Fig. 10Proposed model of Nfs1 binding to the [Yfh1]24·[Isu1LMW]24 complex and paths for sulfur and iron delivery to Isu1. (A) The [Yfh1]3·[Isu1LMW]3 sub-complex and a homology model of Nfs1 monomer were aligned against the human [FXN42–210]24·[ISCU]24·[NFS1]24 complex (PDB: ; 5KZ5).17 The previously identified Yfh1 iron-binding site formed by A133 and T11845 was modeled as described in the legend of Fig. 8. (B) Close-up view of (A). Cluster coordinating residues of Isu1 (C69, C96, H138 and C139), catalytic cysteine residue of Nfs1 (C421), and iron binding residues of Yfh1 (A133 and T118)45,49 are shown as a green sticks.

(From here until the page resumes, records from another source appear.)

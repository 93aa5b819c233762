//! Table repository contract and CSV file implementation.
//!
//! # Responsibility
//! - Load one dataset from its backing file into a `Table`.
//! - Rewrite the whole backing file from a `Table`.
//!
//! # Invariants
//! - A missing file loads as an empty table; it is not an error.
//! - The header must name every declared column; extra or reordered columns
//!   are tolerated and dropped on the next save.
//! - Saves always write the declared header followed by every row in order.
//! - Saves overwrite in place: no temp file, no backup.

use crate::model::record::{Record, RecordValidationError};
use crate::repo::table::Table;
use log::{error, info, warn};
use std::error::Error;
use std::fmt::{Display, Formatter};
use std::fs::File;
use std::io;
use std::marker::PhantomData;
use std::path::PathBuf;
use std::time::Instant;

pub type StoreResult<T> = Result<T, StoreError>;

/// Record-store failure.
#[derive(Debug)]
pub enum StoreError {
    /// Rejected input; nothing was mutated or written.
    Validation(RecordValidationError),
    /// Backing file exists but could not be read or written.
    Io { path: PathBuf, source: io::Error },
    /// Backing file content does not parse as the dataset's table.
    MalformedData { path: PathBuf, detail: String },
}

impl Display for StoreError {
    fn fmt(&self, f: &mut Formatter<'_>) -> std::fmt::Result {
        match self {
            Self::Validation(err) => write!(f, "{err}"),
            Self::Io { path, source } => write!(f, "i/o error on `{}`: {source}", path.display()),
            Self::MalformedData { path, detail } => {
                write!(f, "malformed data in `{}`: {detail}", path.display())
            }
        }
    }
}

impl Error for StoreError {
    fn source(&self) -> Option<&(dyn Error + 'static)> {
        match self {
            Self::Validation(err) => Some(err),
            Self::Io { source, .. } => Some(source),
            Self::MalformedData { .. } => None,
        }
    }
}

impl From<RecordValidationError> for StoreError {
    fn from(value: RecordValidationError) -> Self {
        Self::Validation(value)
    }
}

/// Persistence boundary for one dataset.
pub trait TableRepository<R: Record> {
    fn load(&self) -> StoreResult<Table<R>>;
    fn save(&self, table: &Table<R>) -> StoreResult<()>;
}

/// CSV-file-backed table repository.
#[derive(Debug, Clone)]
pub struct CsvTableRepository<R> {
    path: PathBuf,
    _record: PhantomData<fn() -> R>,
}

impl<R: Record> CsvTableRepository<R> {
    pub fn new(path: impl Into<PathBuf>) -> Self {
        Self {
            path: path.into(),
            _record: PhantomData,
        }
    }

    fn read_table(&self, file: File) -> StoreResult<Table<R>> {
        let mut reader = csv::ReaderBuilder::new()
            .has_headers(true)
            .from_reader(file);

        let headers = reader
            .headers()
            .map_err(|err| self.csv_error(err))?
            .clone();
        if headers.is_empty() {
            return Err(self.malformed("missing header row".to_string()));
        }
        for column in R::COLUMNS {
            if !headers.iter().any(|header| header == *column) {
                return Err(self.malformed(format!("missing column `{column}`")));
            }
        }
        if !headers.iter().eq(R::COLUMNS.iter().copied()) {
            warn!(
                "event=table_load module=repo status=schema_mismatch dataset={} path={} columns={}",
                R::DATASET,
                self.path.display(),
                headers.len()
            );
        }

        let mut rows = Vec::new();
        for row in reader.deserialize::<R>() {
            rows.push(row.map_err(|err| self.csv_error(err))?);
        }
        Ok(Table::from_rows(rows))
    }

    fn write_table(&self, table: &Table<R>) -> StoreResult<()> {
        if let Some(parent) = self.path.parent() {
            if !parent.as_os_str().is_empty() {
                std::fs::create_dir_all(parent).map_err(|err| self.io_error(err))?;
            }
        }

        let mut writer = csv::WriterBuilder::new()
            .has_headers(false)
            .from_path(&self.path)
            .map_err(|err| self.csv_error(err))?;
        writer
            .write_record(R::COLUMNS)
            .map_err(|err| self.csv_error(err))?;
        for row in table.rows() {
            writer.serialize(row).map_err(|err| self.csv_error(err))?;
        }
        writer.flush().map_err(|err| self.io_error(err))?;
        Ok(())
    }

    fn csv_error(&self, err: csv::Error) -> StoreError {
        let detail = err.to_string();
        match err.into_kind() {
            csv::ErrorKind::Io(source) => self.io_error(source),
            _ => self.malformed(detail),
        }
    }

    fn io_error(&self, source: io::Error) -> StoreError {
        StoreError::Io {
            path: self.path.clone(),
            source,
        }
    }

    fn malformed(&self, detail: String) -> StoreError {
        StoreError::MalformedData {
            path: self.path.clone(),
            detail,
        }
    }
}

impl<R: Record> TableRepository<R> for CsvTableRepository<R> {
    fn load(&self) -> StoreResult<Table<R>> {
        let started_at = Instant::now();
        let file = match File::open(&self.path) {
            Ok(file) => file,
            Err(err) if err.kind() == io::ErrorKind::NotFound => {
                info!(
                    "event=table_load module=repo status=missing dataset={} path={}",
                    R::DATASET,
                    self.path.display()
                );
                return Ok(Table::new());
            }
            Err(err) => {
                error!(
                    "event=table_load module=repo status=error dataset={} error_code=open_failed error={}",
                    R::DATASET,
                    err
                );
                return Err(self.io_error(err));
            }
        };

        match self.read_table(file) {
            Ok(table) => {
                info!(
                    "event=table_load module=repo status=ok dataset={} rows={} duration_ms={}",
                    R::DATASET,
                    table.len(),
                    started_at.elapsed().as_millis()
                );
                Ok(table)
            }
            Err(err) => {
                error!(
                    "event=table_load module=repo status=error dataset={} error_code=parse_failed error={}",
                    R::DATASET,
                    err
                );
                Err(err)
            }
        }
    }

    fn save(&self, table: &Table<R>) -> StoreResult<()> {
        let started_at = Instant::now();
        match self.write_table(table) {
            Ok(()) => {
                info!(
                    "event=table_save module=repo status=ok dataset={} rows={} duration_ms={}",
                    R::DATASET,
                    table.len(),
                    started_at.elapsed().as_millis()
                );
                Ok(())
            }
            Err(err) => {
                error!(
                    "event=table_save module=repo status=error dataset={} error_code=write_failed error={}",
                    R::DATASET,
                    err
                );
                Err(err)
            }
        }
    }
}
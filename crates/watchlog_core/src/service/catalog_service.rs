//! Catalog use-cases.

use crate::model::catalog::{CatalogDraft, CatalogEntry};
use crate::model::record::RecordId;
use crate::repo::csv_repo::{CsvTableRepository, StoreResult, TableRepository};
use crate::repo::table::RecordKey;
use crate::service::record_store::RecordStore;

/// Catalog store persisted through `S` (CSV by default).
pub type CatalogStore<S = CsvTableRepository<CatalogEntry>> = RecordStore<CatalogEntry, S>;

impl<S: TableRepository<CatalogEntry>> RecordStore<CatalogEntry, S> {
    /// Creates a catalog row from form input and returns its `List` id.
    ///
    /// # Contract
    /// - Uses `draft.list_id` when given, otherwise `next_id()`.
    /// - Does not reject duplicate ids or names.
    pub fn create(&mut self, draft: CatalogDraft) -> StoreResult<RecordId> {
        let fallback_id = self.next_id();
        self.insert(draft.into_entry(fallback_id))
    }

    /// Replaces every field of the first row named exactly `name`.
    pub fn edit_by_name(&mut self, name: &str, entry: CatalogEntry) -> StoreResult<bool> {
        self.update(&RecordKey::name(name), entry)
    }
}
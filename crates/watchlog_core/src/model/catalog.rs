//! Catalog dataset: the master list of anime and other media.
//!
//! # Invariants
//! - `list_id` is the row identity; `name` is only a lookup key and may repeat.
//! - Category labels are persisted in Portuguese (`Mangá`, `Filme`, ...).

use crate::model::record::{lenient_int, Record, RecordId};
use serde::{Deserialize, Serialize};
use std::fmt::{Display, Formatter};
use std::str::FromStr;

/// Header row of the catalog file.
pub const CATALOG_COLUMNS: &[&str] = &["List", "Name", "Note", "Categoria", "Genero", "Descrição"];

const DESCRIPTION_PREVIEW_CHARS: usize = 100;

/// Media category of a catalog row.
#[derive(Debug, Clone, Copy, Default, PartialEq, Eq, Hash, Serialize, Deserialize)]
pub enum Category {
    #[default]
    #[serde(rename = "Anime")]
    Anime,
    #[serde(rename = "Mangá", alias = "Manga")]
    Manga,
    #[serde(rename = "Filme", alias = "Movie")]
    Movie,
    #[serde(rename = "Desenho", alias = "Cartoon")]
    Cartoon,
    #[serde(rename = "Outro", alias = "Other")]
    Other,
}

impl Category {
    pub const ALL: [Category; 5] = [
        Category::Anime,
        Category::Manga,
        Category::Movie,
        Category::Cartoon,
        Category::Other,
    ];

    /// Persisted label.
    pub fn label(self) -> &'static str {
        match self {
            Self::Anime => "Anime",
            Self::Manga => "Mangá",
            Self::Movie => "Filme",
            Self::Cartoon => "Desenho",
            Self::Other => "Outro",
        }
    }

    fn english(self) -> &'static str {
        match self {
            Self::Anime => "anime",
            Self::Manga => "manga",
            Self::Movie => "movie",
            Self::Cartoon => "cartoon",
            Self::Other => "other",
        }
    }
}

impl Display for Category {
    fn fmt(&self, f: &mut Formatter<'_>) -> std::fmt::Result {
        f.write_str(self.label())
    }
}

impl FromStr for Category {
    type Err = String;

    /// Accepts the persisted label or the English name, case-insensitively.
    fn from_str(value: &str) -> Result<Self, Self::Err> {
        let needle = value.trim().to_lowercase();
        Self::ALL
            .into_iter()
            .find(|category| {
                category.label().to_lowercase() == needle || category.english() == needle
            })
            .ok_or_else(|| {
                format!("unknown category `{value}`; expected anime|manga|movie|cartoon|other")
            })
    }
}

/// One row of the catalog file.
#[derive(Debug, Clone, PartialEq, Eq, Serialize, Deserialize)]
pub struct CatalogEntry {
    #[serde(rename = "List", deserialize_with = "lenient_int")]
    pub list_id: RecordId,
    #[serde(rename = "Name")]
    pub name: String,
    /// Free-form rating text such as `7.5`.
    #[serde(rename = "Note")]
    pub note: String,
    #[serde(rename = "Categoria")]
    pub category: Category,
    #[serde(rename = "Genero")]
    pub genre: String,
    #[serde(rename = "Descrição")]
    pub description: String,
}

impl CatalogEntry {
    /// Returns the description cut to 100 characters, with `...` appended
    /// when it was longer.
    pub fn description_preview(&self) -> String {
        if self.description.chars().count() <= DESCRIPTION_PREVIEW_CHARS {
            return self.description.clone();
        }
        let mut preview: String = self
            .description
            .chars()
            .take(DESCRIPTION_PREVIEW_CHARS)
            .collect();
        preview.push_str("...");
        preview
    }
}

impl Record for CatalogEntry {
    const DATASET: &'static str = "catalog";
    const COLUMNS: &'static [&'static str] = CATALOG_COLUMNS;

    fn id(&self) -> RecordId {
        self.list_id
    }

    fn name(&self) -> &str {
        &self.name
    }

    fn genre(&self) -> &str {
        &self.genre
    }
}

/// User-entered fields for a new catalog row.
#[derive(Debug, Clone, Default, PartialEq, Eq)]
pub struct CatalogDraft {
    /// Explicit identity; `None` assigns the next free one.
    pub list_id: Option<RecordId>,
    pub name: String,
    pub note: String,
    pub category: Category,
    pub genre: String,
    pub description: String,
}

impl CatalogDraft {
    pub fn new(name: impl Into<String>) -> Self {
        Self {
            name: name.into(),
            ..Self::default()
        }
    }

    /// Builds the row using `fallback_id` unless an explicit id was given.
    pub(crate) fn into_entry(self, fallback_id: RecordId) -> CatalogEntry {
        CatalogEntry {
            list_id: self.list_id.unwrap_or(fallback_id),
            name: self.name,
            note: self.note,
            category: self.category,
            genre: self.genre,
            description: self.description,
        }
    }
}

Isu1 and Nfs1 are shown as a yellow and an orange ribbon, respectively. (C) Same as (A) with Yfh1 subunits from two adjacent trimers shown as a blue and a light blue ribbon. (D) Close view of (C). The PVK (P134, V135 and K136) motif of Isu1 is colored in red. Hydrophobic residues involved in Isu1–Nfs1 interactions are shown as sky blue sticks.